(Record set begins)
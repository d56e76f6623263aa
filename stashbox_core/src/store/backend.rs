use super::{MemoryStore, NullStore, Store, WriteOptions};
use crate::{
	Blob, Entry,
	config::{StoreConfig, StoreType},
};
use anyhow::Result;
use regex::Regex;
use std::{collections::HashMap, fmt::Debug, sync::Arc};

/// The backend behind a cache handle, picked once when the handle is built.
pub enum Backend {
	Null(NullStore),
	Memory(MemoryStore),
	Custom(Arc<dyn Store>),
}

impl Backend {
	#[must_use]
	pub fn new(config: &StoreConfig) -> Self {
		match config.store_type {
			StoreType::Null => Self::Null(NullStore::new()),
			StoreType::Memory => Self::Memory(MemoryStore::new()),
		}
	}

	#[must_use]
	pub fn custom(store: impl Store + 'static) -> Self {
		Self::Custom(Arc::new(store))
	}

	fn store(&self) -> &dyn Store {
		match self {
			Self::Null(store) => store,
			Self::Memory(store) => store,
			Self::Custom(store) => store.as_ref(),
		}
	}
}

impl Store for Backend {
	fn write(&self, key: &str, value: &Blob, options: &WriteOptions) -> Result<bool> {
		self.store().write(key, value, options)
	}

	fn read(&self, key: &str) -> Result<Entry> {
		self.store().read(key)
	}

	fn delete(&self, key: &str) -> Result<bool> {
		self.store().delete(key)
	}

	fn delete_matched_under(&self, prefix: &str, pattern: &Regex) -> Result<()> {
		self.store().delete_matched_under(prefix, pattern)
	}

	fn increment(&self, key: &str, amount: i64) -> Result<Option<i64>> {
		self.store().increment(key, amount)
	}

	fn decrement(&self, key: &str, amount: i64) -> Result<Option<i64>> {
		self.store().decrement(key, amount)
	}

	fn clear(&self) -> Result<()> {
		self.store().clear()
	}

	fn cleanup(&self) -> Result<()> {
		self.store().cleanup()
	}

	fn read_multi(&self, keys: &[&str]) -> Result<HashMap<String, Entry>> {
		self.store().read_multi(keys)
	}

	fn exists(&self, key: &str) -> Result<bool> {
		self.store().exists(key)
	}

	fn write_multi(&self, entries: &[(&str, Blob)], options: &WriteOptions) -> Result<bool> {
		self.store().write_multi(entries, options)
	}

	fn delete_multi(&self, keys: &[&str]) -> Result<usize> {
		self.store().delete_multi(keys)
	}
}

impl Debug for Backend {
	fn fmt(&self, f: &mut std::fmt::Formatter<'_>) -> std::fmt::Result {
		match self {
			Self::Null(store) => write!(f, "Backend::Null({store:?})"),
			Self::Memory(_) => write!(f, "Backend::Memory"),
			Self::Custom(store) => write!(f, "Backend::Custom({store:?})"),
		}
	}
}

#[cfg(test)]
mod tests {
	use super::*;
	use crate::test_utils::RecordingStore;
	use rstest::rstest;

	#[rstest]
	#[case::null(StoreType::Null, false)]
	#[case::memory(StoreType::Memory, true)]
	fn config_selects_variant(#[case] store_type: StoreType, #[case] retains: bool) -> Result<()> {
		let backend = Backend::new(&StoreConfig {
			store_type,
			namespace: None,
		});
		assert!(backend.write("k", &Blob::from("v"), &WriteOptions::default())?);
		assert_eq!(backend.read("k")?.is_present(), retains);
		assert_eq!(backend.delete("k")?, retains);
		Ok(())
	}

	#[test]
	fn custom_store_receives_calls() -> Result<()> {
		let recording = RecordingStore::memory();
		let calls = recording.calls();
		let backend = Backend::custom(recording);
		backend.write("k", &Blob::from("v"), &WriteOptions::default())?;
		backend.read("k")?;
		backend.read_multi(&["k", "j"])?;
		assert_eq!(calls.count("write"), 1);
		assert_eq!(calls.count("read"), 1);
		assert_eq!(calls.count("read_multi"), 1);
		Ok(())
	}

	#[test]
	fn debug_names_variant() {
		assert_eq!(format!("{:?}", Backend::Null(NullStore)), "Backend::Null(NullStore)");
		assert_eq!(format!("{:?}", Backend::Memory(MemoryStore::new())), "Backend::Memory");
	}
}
(Record set ends)
Problem description:
Among the lines of the data, find every one that holds "super" and copy it.

Task output:
use super::{MemoryStore, NullStore, Store, WriteOptions};
	use super::*;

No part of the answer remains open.